[Data extract Boundary: Start]

//! Password hashing
//!
//! Argon2id with the crate's default parameters and a random salt per hash.
//! Hashes are stored as PHC strings.

use anyhow::{Context, Result};
use argon2::{
    password_hash::{rand_core::OsRng, PasswordHash, PasswordHasher, PasswordVerifier, SaltString},
    Argon2,
};

/// Hash a password using Argon2id with secure defaults.
///
/// # Example
///
/// ```ignore
/// use travel_blog::services::password::hash_password;
///
/// let hash = hash_password("my_secure_password")?;
/// assert!(hash.starts_with("$argon2id$"));
/// ```
pub fn hash_password(password: &str) -> Result<String> {
    let salt = SaltString::generate(&mut OsRng);
    let argon2 = Argon2::default();

    let password_hash = argon2
        .hash_password(password.as_bytes(), &salt)
        .map_err(|e| anyhow::anyhow!("Failed to hash password: {}", e))
        .context("Password hashing failed")?;

    Ok(password_hash.to_string())
}

/// Verify a password against a stored hash.
///
/// A hash that cannot be parsed never matches.
pub fn verify_password(password: &str, hash: &str) -> bool {
    let Ok(parsed_hash) = PasswordHash::new(hash) else {
        return false;
    };

    Argon2::default()
        .verify_password(password.as_bytes(), &parsed_hash)
        .is_ok()
}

[Data extract Boundary: End]

Problem details |
Show me each line of the listing above with "anyhow" in it.

Exercise answer |
use anyhow::{Context, Result};
        .map_err(|e| anyhow::anyhow!("Failed to hash password: {}", e))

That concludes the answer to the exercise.